THE PROBLEM –
Reproduce each line from the first in the data through the line that contains "of concurrent clients." exactly; give nothing else.

Collected data:
----
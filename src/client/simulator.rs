//! Concurrent client load against the broker.
//!
//! The [`ClientSimulator`] spawns one tokio task per emulated client,
//! staggering connection starts by a fixed delay so the broker is never
//! hit with simultaneous new connections. Each task runs its session to
//! completion and reports a [`SessionOutcome`]; one session's failure
//! never aborts the others, and the final join is bounded so a stuck
//! task cannot hang the whole run.

use std::net::SocketAddr;
use std::time::Duration;

use serde::Serialize;
use tokio::task::JoinHandle;

use super::session::{ClientSession, ReadOutcome};
use crate::protocol::EncodedMessage;

/// Configuration for one simulator run.
#[derive(Debug, Clone)]
pub struct SimulatorConfig {
    /// Broker address.
    pub addr: SocketAddr,
    /// Number of concurrent clients.
    pub clients: usize,
    /// Fixed delay between consecutive connection starts.
    pub stagger: Duration,
    /// Bound on each connect attempt.
    pub connect_timeout: Duration,
    /// Bound on each response read.
    pub read_timeout: Duration,
    /// If set, each client idles this long after its requests, emulating
    /// a long-lived connection that is still open when a shutdown signal
    /// arrives.
    pub hold_duration: Option<Duration>,
    /// Bound on joining each client task at the end of the run.
    pub join_timeout: Duration,
}

impl SimulatorConfig {
    /// Single client, no hold — the basic request/response shape.
    pub fn single(addr: SocketAddr) -> Self {
        Self {
            addr,
            clients: 1,
            stagger: Duration::ZERO,
            connect_timeout: Duration::from_secs(5),
            read_timeout: Duration::from_secs(5),
            hold_duration: None,
            join_timeout: Duration::from_secs(5),
        }
    }
}

/// What one bounded read produced, reduced to what the harness verifies:
/// byte length only. Response payloads are never parsed.
#[derive(Debug, Clone, Copy, PartialEq, Eq, Serialize)]
#[serde(tag = "kind", rename_all = "snake_case")]
pub enum ResponseOutcome {
    /// Bytes arrived within the timeout (zero means the broker closed
    /// the connection instead of answering).
    Received {
        /// Number of bytes read.
        bytes: usize,
    },
    /// Nothing arrived within the read timeout.
    TimedOut,
}

impl From<&ReadOutcome> for ResponseOutcome {
    fn from(outcome: &ReadOutcome) -> Self {
        match outcome {
            ReadOutcome::Data(bytes) => Self::Received { bytes: bytes.len() },
            ReadOutcome::TimedOut => Self::TimedOut,
        }
    }
}

/// Final outcome of one simulated client.
///
/// Every spawned client produces exactly one of these — none are
/// silently dropped.
#[derive(Debug, Clone, Serialize)]
#[serde(tag = "status", rename_all = "snake_case")]
pub enum SessionOutcome {
    /// The session ran its full script.
    Completed {
        /// Client identifier (1-based, matching the log output).
        client: usize,
        /// Total request bytes written.
        bytes_sent: usize,
        /// One entry per request sent.
        responses: Vec<ResponseOutcome>,
    },
    /// Connect, send, or read failed; the error is recorded verbatim.
    Failed {
        /// Client identifier.
        client: usize,
        /// Human-readable failure.
        error: String,
    },
    /// The task did not finish within the join bound and was abandoned.
    Abandoned {
        /// Client identifier.
        client: usize,
    },
}

impl SessionOutcome {
    /// Client identifier this outcome belongs to.
    pub fn client(&self) -> usize {
        match self {
            Self::Completed { client, .. }
            | Self::Failed { client, .. }
            | Self::Abandoned { client } => *client,
        }
    }

    /// True unless the task had to be abandoned at join time.
    pub fn completed_or_failed(&self) -> bool {
        !matches!(self, Self::Abandoned { .. })
    }
}

/// Handle to a set of in-flight client tasks.
pub struct SimulatorHandle {
    tasks: Vec<(usize, JoinHandle<SessionOutcome>)>,
    join_timeout: Duration,
}

impl SimulatorHandle {
    /// Number of spawned clients.
    pub fn len(&self) -> usize {
        self.tasks.len()
    }

    /// True when no clients were spawned.
    pub fn is_empty(&self) -> bool {
        self.tasks.is_empty()
    }

    /// Join every client task, each bounded by the configured join
    /// timeout. A task that overruns its bound is abandoned (dropped,
    /// not awaited further) and recorded as such; a panicked task is
    /// recorded as failed. The returned vector always has one entry per
    /// spawned client.
    pub async fn join_all(self) -> Vec<SessionOutcome> {
        let mut outcomes = Vec::with_capacity(self.tasks.len());
        for (client, task) in self.tasks {
            match tokio::time::timeout(self.join_timeout, task).await {
                Ok(Ok(outcome)) => outcomes.push(outcome),
                Ok(Err(join_err)) => {
                    tracing::error!(client, "client task panicked: {}", join_err);
                    outcomes.push(SessionOutcome::Failed {
                        client,
                        error: format!("task panicked: {join_err}"),
                    });
                }
                Err(_) => {
                    tracing::warn!(client, "client task did not finish within join bound");
                    outcomes.push(SessionOutcome::Abandoned { client });
                }
            }
        }
        outcomes
    }
}

/// Runs one or more [`ClientSession`]s concurrently.
pub struct ClientSimulator {
    config: SimulatorConfig,
    requests: Vec<EncodedMessage>,
}

impl ClientSimulator {
    /// Create a simulator that has every client send the given request
    /// sequence in order, with a bounded read after each.
    pub fn new(config: SimulatorConfig, requests: Vec<EncodedMessage>) -> Self {
        Self { config, requests }
    }

    /// Spawn all client tasks.
    ///
    /// Client `i` (0-based) sleeps `i * stagger` before connecting, so
    /// connection starts are spaced by the stagger delay. Returns once
    /// every task has been spawned — callers may rely on all clients
    /// having been started (not necessarily connected) afterwards.
    pub fn spawn(&self) -> SimulatorHandle {
        let mut tasks = Vec::with_capacity(self.config.clients);
        for i in 0..self.config.clients {
            let client = i + 1;
            let delay = self.config.stagger * i as u32;
            let config = self.config.clone();
            let requests = self.requests.clone();
            let task = tokio::spawn(async move {
                if !delay.is_zero() {
                    tokio::time::sleep(delay).await;
                }
                run_session(client, config, requests).await
            });
            tasks.push((client, task));
        }
        SimulatorHandle {
            tasks,
            join_timeout: self.config.join_timeout,
        }
    }

    /// Spawn all clients and join them with bounded timeouts.
    pub async fn run(&self) -> Vec<SessionOutcome> {
        self.spawn().join_all().await
    }
}

/// One client's full script: connect, send each request with a bounded
/// read after it, optionally hold the connection open, close.
///
/// All failures are converted into the outcome; this function never
/// panics and never propagates an error past the task boundary.
async fn run_session(
    client: usize,
    config: SimulatorConfig,
    requests: Vec<EncodedMessage>,
) -> SessionOutcome {
    tracing::info!(client, addr = %config.addr, "connecting");
    let mut session = match ClientSession::connect(client, config.addr, config.connect_timeout)
        .await
    {
        Ok(session) => session,
        Err(e) => {
            tracing::warn!(client, "connect failed: {}", e);
            return SessionOutcome::Failed {
                client,
                error: e.to_string(),
            };
        }
    };

    let mut bytes_sent = 0;
    let mut responses = Vec::with_capacity(requests.len());
    for request in &requests {
        if let Err(e) = session.send(request).await {
            tracing::warn!(client, "send failed: {}", e);
            return SessionOutcome::Failed {
                client,
                error: e.to_string(),
            };
        }
        bytes_sent += request.len();

        match session.try_receive(config.read_timeout).await {
            Ok(outcome) => responses.push(ResponseOutcome::from(&outcome)),
            Err(e) => {
                tracing::warn!(client, "read failed: {}", e);
                return SessionOutcome::Failed {
                    client,
                    error: e.to_string(),
                };
            }
        }
    }

    if let Some(hold) = config.hold_duration {
        tracing::info!(client, "holding connection open for {:?}", hold);
        session.hold_open(hold).await;
    }

    session.close();
    tracing::info!(client, "connection closed normally");
    SessionOutcome::Completed {
        client,
        bytes_sent,
        responses,
    }
}

#[cfg(test)]
mod tests {
    use super::*;
    use crate::protocol::{api_versions_request, SHUTDOWN_CLIENT_ID};
    use tokio::io::AsyncReadExt;
    use tokio::net::TcpListener;

    fn test_config(addr: SocketAddr, clients: usize) -> SimulatorConfig {
        SimulatorConfig {
            addr,
            clients,
            stagger: Duration::from_millis(10),
            connect_timeout: Duration::from_secs(1),
            read_timeout: Duration::from_millis(100),
            hold_duration: None,
            join_timeout: Duration::from_secs(5),
        }
    }

    /// Accepts connections forever, reading and discarding client bytes.
    async fn silent_listener() -> SocketAddr {
        let listener = TcpListener::bind("127.0.0.1:0").await.unwrap();
        let addr = listener.local_addr().unwrap();
        tokio::spawn(async move {
            loop {
                let (mut stream, _) = match listener.accept().await {
                    Ok(conn) => conn,
                    Err(_) => return,
                };
                tokio::spawn(async move {
                    let mut buf = [0u8; 256];
                    while matches!(stream.read(&mut buf).await, Ok(n) if n > 0) {}
                });
            }
        });
        addr
    }

    #[tokio::test]
    async fn test_all_clients_accounted_for() {
        let addr = silent_listener().await;
        let request = api_versions_request(1, SHUTDOWN_CLIENT_ID).unwrap();
        let simulator = ClientSimulator::new(test_config(addr, 3), vec![request]);

        let outcomes = simulator.run().await;
        assert_eq!(outcomes.len(), 3);
        let mut clients: Vec<usize> = outcomes.iter().map(SessionOutcome::client).collect();
        clients.sort_unstable();
        assert_eq!(clients, vec![1, 2, 3]);
    }

    #[tokio::test]
    async fn test_silent_broker_yields_timeouts_not_failures() {
        let addr = silent_listener().await;
        let request = api_versions_request(1, SHUTDOWN_CLIENT_ID).unwrap();
        let sent = request.len();
        let simulator = ClientSimulator::new(test_config(addr, 2), vec![request]);

        for outcome in simulator.run().await {
            match outcome {
                SessionOutcome::Completed {
                    bytes_sent,
                    responses,
                    ..
                } => {
                    assert_eq!(bytes_sent, sent);
                    assert_eq!(responses, vec![ResponseOutcome::TimedOut]);
                }
                other => panic!("expected completed outcome, got {other:?}"),
            }
        }
    }

    #[tokio::test]
    async fn test_connection_failure_does_not_abort_others() {
        // No listener at all: every client fails independently, and every
        // failure is still accounted for.
        let listener = TcpListener::bind("127.0.0.1:0").await.unwrap();
        let addr = listener.local_addr().unwrap();
        drop(listener);

        let request = api_versions_request(1, SHUTDOWN_CLIENT_ID).unwrap();
        let simulator = ClientSimulator::new(test_config(addr, 3), vec![request]);

        let outcomes = simulator.run().await;
        assert_eq!(outcomes.len(), 3);
        for outcome in &outcomes {
            assert!(matches!(outcome, SessionOutcome::Failed { .. }));
        }
    }

    #[tokio::test]
    async fn test_stuck_client_is_abandoned_not_hung() {
        let addr = silent_listener().await;
        let request = api_versions_request(1, SHUTDOWN_CLIENT_ID).unwrap();
        let mut config = test_config(addr, 1);
        // Hold far longer than the join bound.
        config.hold_duration = Some(Duration::from_secs(60));
        config.join_timeout = Duration::from_millis(200);
        let simulator = ClientSimulator::new(config, vec![request]);

        let outcomes = simulator.run().await;
        assert_eq!(outcomes.len(), 1);
        assert!(matches!(outcomes[0], SessionOutcome::Abandoned { client: 1 }));
    }

    #[test]
    fn test_response_outcome_from_read_outcome() {
        let data = ReadOutcome::Data(bytes::Bytes::from_static(&[1, 2, 3]));
        assert_eq!(
            ResponseOutcome::from(&data),
            ResponseOutcome::Received { bytes: 3 }
        );
        assert_eq!(
            ResponseOutcome::from(&ReadOutcome::TimedOut),
            ResponseOutcome::TimedOut
        );
    }
}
----
RESULT OF THE TASK –
filename src/client/simulator.rs
//! Concurrent client load against the broker.
//!
//! The [`ClientSimulator`] spawns one tokio task per emulated client,
//! staggering connection starts by a fixed delay so the broker is never
//! hit with simultaneous new connections. Each task runs its session to
//! completion and reports a [`SessionOutcome`]; one session's failure
//! never aborts the others, and the final join is bounded so a stuck
//! task cannot hang the whole run.

use std::net::SocketAddr;
use std::time::Duration;

use serde::Serialize;
use tokio::task::JoinHandle;

use super::session::{ClientSession, ReadOutcome};
use crate::protocol::EncodedMessage;

/// Configuration for one simulator run.
#[derive(Debug, Clone)]
pub struct SimulatorConfig {
    /// Broker address.
    pub addr: SocketAddr,
    /// Number of concurrent clients.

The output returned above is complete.